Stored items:
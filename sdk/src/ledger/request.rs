// Copyright 2021 Cargill Incorporated
//
// Licensed under the Apache License, Version 2.0 (the "License");
// you may not use this file except in compliance with the License.
// You may obtain a copy of the License at
//
//     http://www.apache.org/licenses/LICENSE-2.0
//
// Unless required by applicable law or agreed to in writing, software
// distributed under the License is distributed on an "AS IS" BASIS,
// WITHOUT WARRANTIES OR CONDITIONS OF ANY KIND, either express or implied.
// See the License for the specific language governing permissions and
// limitations under the License.

use std::collections::HashMap;

use chrono::{SecondsFormat, TimeZone, Utc};

use crate::error::InternalError;
use crate::protocol::errors::BuilderError;

/// The time the ordering service assigned to a transaction. Every replica executing the
/// transaction sees the same value, unlike the wall clock.
#[derive(Debug, Clone, Copy, PartialEq, Eq, PartialOrd, Ord, Default)]
pub struct TxTimestamp {
    seconds: i64,
    nanos: u32,
}

impl TxTimestamp {
    pub fn new(seconds: i64, nanos: u32) -> Self {
        TxTimestamp { seconds, nanos }
    }

    /// Timestamp for a transaction being submitted right now.
    pub fn now() -> Self {
        let now = Utc::now();
        TxTimestamp {
            seconds: now.timestamp(),
            nanos: now.timestamp_subsec_nanos(),
        }
    }

    pub fn seconds(&self) -> i64 {
        self.seconds
    }

    pub fn nanos(&self) -> u32 {
        self.nanos
    }

    /// Formats the timestamp as RFC 3339 in UTC with whole seconds, e.g.
    /// `2021-06-01T10:00:00Z`. Strings in this form sort chronologically.
    pub fn to_rfc3339(&self) -> Result<String, InternalError> {
        Utc.timestamp_opt(self.seconds, self.nanos)
            .single()
            .map(|time| time.to_rfc3339_opts(SecondsFormat::Secs, true))
            .ok_or_else(|| {
                InternalError::with_message(format!(
                    "Transaction timestamp {}.{:09} is out of range",
                    self.seconds, self.nanos
                ))
            })
    }
}

/// One invocation of a contract function, as delivered by the execution environment.
///
/// The creator is the organization (MSP) id the environment verified for the submitting
/// client; it is never taken from the arguments.
#[derive(Debug, Clone, PartialEq)]
pub struct TransactionRequest {
    creator: String,
    function: String,
    args: Vec<String>,
    transient: HashMap<String, Vec<u8>>,
    timestamp: TxTimestamp,
}

impl TransactionRequest {
    pub fn creator(&self) -> &str {
        &self.creator
    }

    pub fn function(&self) -> &str {
        &self.function
    }

    pub fn args(&self) -> &[String] {
        &self.args
    }

    /// Values passed alongside the transaction that are never written to the replicated
    /// transaction history.
    pub fn transient(&self) -> &HashMap<String, Vec<u8>> {
        &self.transient
    }

    pub fn timestamp(&self) -> &TxTimestamp {
        &self.timestamp
    }

    pub fn into_builder(self) -> TransactionRequestBuilder {
        TransactionRequestBuilder::new()
            .with_creator(self.creator)
            .with_function(self.function)
            .with_args(self.args)
            .with_transient(self.transient)
            .with_timestamp(self.timestamp)
    }
}

#[derive(Default, Debug, Clone)]
pub struct TransactionRequestBuilder {
    creator: Option<String>,
    function: Option<String>,
    args: Vec<String>,
    transient: HashMap<String, Vec<u8>>,
    timestamp: Option<TxTimestamp>,
}

impl TransactionRequestBuilder {
    pub fn new() -> Self {
        TransactionRequestBuilder::default()
    }

    pub fn with_creator(mut self, value: String) -> Self {
        self.creator = Some(value);
        self
    }

    pub fn with_function(mut self, value: String) -> Self {
        self.function = Some(value);
        self
    }

    pub fn with_args(mut self, value: Vec<String>) -> Self {
        self.args = value;
        self
    }

    pub fn with_transient(mut self, value: HashMap<String, Vec<u8>>) -> Self {
        self.transient = value;
        self
    }

    pub fn with_transient_field(mut self, key: String, value: Vec<u8>) -> Self {
        self.transient.insert(key, value);
        self
    }

    pub fn with_timestamp(mut self, value: TxTimestamp) -> Self {
        self.timestamp = Some(value);
        self
    }

    pub fn build(self) -> Result<TransactionRequest, BuilderError> {
        let creator = self
            .creator
            .ok_or_else(|| BuilderError::MissingField("creator".into()))?;
        let function = self
            .function
            .ok_or_else(|| BuilderError::MissingField("function".into()))?;
        let timestamp = self
            .timestamp
            .ok_or_else(|| BuilderError::MissingField("timestamp".into()))?;

        Ok(TransactionRequest {
            creator,
            function,
            args: self.args,
            transient: self.transient,
            timestamp,
        })
    }
}

#[cfg(test)]
mod tests {
    use super::*;

    #[test]
    fn test_timestamp_formats_as_utc_seconds() {
        let timestamp = TxTimestamp::new(1_622_541_600, 123_456_789);
        assert_eq!(timestamp.to_rfc3339().unwrap(), "2021-06-01T10:00:00Z");
    }

    /// Formatted timestamps sort in the same order as the timestamps themselves.
    #[test]
    fn test_formatted_timestamps_sort_chronologically() {
        let earlier = TxTimestamp::new(1_622_541_599, 0).to_rfc3339().unwrap();
        let later = TxTimestamp::new(1_622_541_600, 0).to_rfc3339().unwrap();
        assert!(earlier < later);
    }

    #[test]
    fn test_timestamp_out_of_range() {
        assert!(TxTimestamp::new(i64::MAX, 0).to_rfc3339().is_err());
    }

    #[test]
    fn test_request_builder_requires_creator() {
        let result = TransactionRequestBuilder::new()
            .with_function("ReadBatch".to_string())
            .with_timestamp(TxTimestamp::new(1, 0))
            .build();
        match result {
            Err(BuilderError::MissingField(field)) => assert_eq!(field, "creator"),
            res => panic!("Expected MissingField, got {:?}", res),
        }
    }

    #[test]
    fn test_request_into_builder() {
        let request = TransactionRequestBuilder::new()
            .with_creator("Org1MSP".to_string())
            .with_function("ReadBatch".to_string())
            .with_args(vec!["B1".to_string()])
            .with_transient_field("manufacturer".to_string(), b"Acme".to_vec())
            .with_timestamp(TxTimestamp::new(1, 0))
            .build()
            .unwrap();

        let rebuilt = request.clone().into_builder().build().unwrap();
        assert_eq!(request, rebuilt);
    }
}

# Activity:
Please give each line above again, word for word.

# Expected answer:
filename sdk/src/ledger/request.rs
// Copyright 2021 Cargill Incorporated
//
// Licensed under the Apache License, Version 2.0 (the "License");
// you may not use this file except in compliance with the License.
// You may obtain a copy of the License at
//
//     http://www.apache.org/licenses/LICENSE-2.0
//
// Unless required by applicable law or agreed to in writing, software
// distributed under the License is distributed on an "AS IS" BASIS,
// WITHOUT WARRANTIES OR CONDITIONS OF ANY KIND, either express or implied.
// See the License for the specific language governing permissions and
// limitations under the License.

use std::collections::HashMap;

use chrono::{SecondsFormat, TimeZone, Utc};

use crate::error::InternalError;
use crate::protocol::errors::BuilderError;

/// The time the ordering service assigned to a transaction. Every replica executing the
/// transaction sees the same value, unlike the wall clock.
#[derive(Debug, Clone, Copy, PartialEq, Eq, PartialOrd, Ord, Default)]
pub struct TxTimestamp {
    seconds: i64,
    nanos: u32,
}

impl TxTimestamp {
    pub fn new(seconds: i64, nanos: u32) -> Self {
        TxTimestamp { seconds, nanos }
    }

    /// Timestamp for a transaction being submitted right now.
    pub fn now() -> Self {
        let now = Utc::now();
        TxTimestamp {
            seconds: now.timestamp(),
            nanos: now.timestamp_subsec_nanos(),
        }
    }

    pub fn seconds(&self) -> i64 {
        self.seconds
    }

    pub fn nanos(&self) -> u32 {
        self.nanos
    }

    /// Formats the timestamp as RFC 3339 in UTC with whole seconds, e.g.
    /// `2021-06-01T10:00:00Z`. Strings in this form sort chronologically.
    pub fn to_rfc3339(&self) -> Result<String, InternalError> {
        Utc.timestamp_opt(self.seconds, self.nanos)
            .single()
            .map(|time| time.to_rfc3339_opts(SecondsFormat::Secs, true))
            .ok_or_else(|| {
                InternalError::with_message(format!(
                    "Transaction timestamp {}.{:09} is out of range",
                    self.seconds, self.nanos
                ))
            })
    }
}

/// One invocation of a contract function, as delivered by the execution environment.
///
/// The creator is the organization (MSP) id the environment verified for the submitting
/// client; it is never taken from the arguments.
#[derive(Debug, Clone, PartialEq)]
pub struct TransactionRequest {
    creator: String,
    function: String,
    args: Vec<String>,
    transient: HashMap<String, Vec<u8>>,
    timestamp: TxTimestamp,
}

impl TransactionRequest {
    pub fn creator(&self) -> &str {
        &self.creator
    }

    pub fn function(&self) -> &str {
        &self.function
    }

    pub fn args(&self) -> &[String] {
        &self.args
    }

    /// Values passed alongside the transaction that are never written to the replicated
    /// transaction history.
    pub fn transient(&self) -> &HashMap<String, Vec<u8>> {
        &self.transient
    }

    pub fn timestamp(&self) -> &TxTimestamp {
        &self.timestamp
    }

    pub fn into_builder(self) -> TransactionRequestBuilder {
        TransactionRequestBuilder::new()
            .with_creator(self.creator)
            .with_function(self.function)
            .with_args(self.args)
            .with_transient(self.transient)
            .with_timestamp(self.timestamp)
    }
}

#[derive(Default, Debug, Clone)]
pub struct TransactionRequestBuilder {
    creator: Option<String>,
    function: Option<String>,
    args: Vec<String>,
    transient: HashMap<String, Vec<u8>>,
    timestamp: Option<TxTimestamp>,
}

impl TransactionRequestBuilder {
    pub fn new() -> Self {
        TransactionRequestBuilder::default()
    }

    pub fn with_creator(mut self, value: String) -> Self {
        self.creator = Some(value);
        self
    }

    pub fn with_function(mut self, value: String) -> Self {
        self.function = Some(value);
        self
    }

    pub fn with_args(mut self, value: Vec<String>) -> Self {
        self.args = value;
        self
    }

    pub fn with_transient(mut self, value: HashMap<String, Vec<u8>>) -> Self {
        self.transient = value;
        self
    }

    pub fn with_transient_field(mut self, key: String, value: Vec<u8>) -> Self {
        self.transient.insert(key, value);
        self
    }

    pub fn with_timestamp(mut self, value: TxTimestamp) -> Self {
        self.timestamp = Some(value);
        self
    }

    pub fn build(self) -> Result<TransactionRequest, BuilderError> {
        let creator = self
            .creator
            .ok_or_else(|| BuilderError::MissingField("creator".into()))?;
        let function = self
            .function
            .ok_or_else(|| BuilderError::MissingField("function".into()))?;
        let timestamp = self
            .timestamp
            .ok_or_else(|| BuilderError::MissingField("timestamp".into()))?;

        Ok(TransactionRequest {
            creator,
            function,
            args: self.args,
            transient: self.transient,
            timestamp,
        })
    }
}

#[cfg(test)]
mod tests {
    use super::*;

    #[test]
    fn test_timestamp_formats_as_utc_seconds() {
        let timestamp = TxTimestamp::new(1_622_541_600, 123_456_789);
        assert_eq!(timestamp.to_rfc3339().unwrap(), "2021-06-01T10:00:00Z");
    }

    /// Formatted timestamps sort in the same order as the timestamps themselves.
    #[test]
    fn test_formatted_timestamps_sort_chronologically() {
        let earlier = TxTimestamp::new(1_622_541_599, 0).to_rfc3339().unwrap();
        let later = TxTimestamp::new(1_622_541_600, 0).to_rfc3339().unwrap();
        assert!(earlier < later);
    }

    #[test]
    fn test_timestamp_out_of_range() {
        assert!(TxTimestamp::new(i64::MAX, 0).to_rfc3339().is_err());
    }

    #[test]
    fn test_request_builder_requires_creator() {
        let result = TransactionRequestBuilder::new()
            .with_function("ReadBatch".to_string())
            .with_timestamp(TxTimestamp::new(1, 0))
            .build();
        match result {
            Err(BuilderError::MissingField(field)) => assert_eq!(field, "creator"),
            res => panic!("Expected MissingField, got {:?}", res),
        }
    }

    #[test]
    fn test_request_into_builder() {
        let request = TransactionRequestBuilder::new()
            .with_creator("Org1MSP".to_string())
            .with_function("ReadBatch".to_string())
            .with_args(vec!["B1".to_string()])
            .with_transient_field("manufacturer".to_string(), b"Acme".to_vec())
            .with_timestamp(TxTimestamp::new(1, 0))
            .build()
            .unwrap();

        let rebuilt = request.clone().into_builder().build().unwrap();
        assert_eq!(request, rebuilt);
    }
}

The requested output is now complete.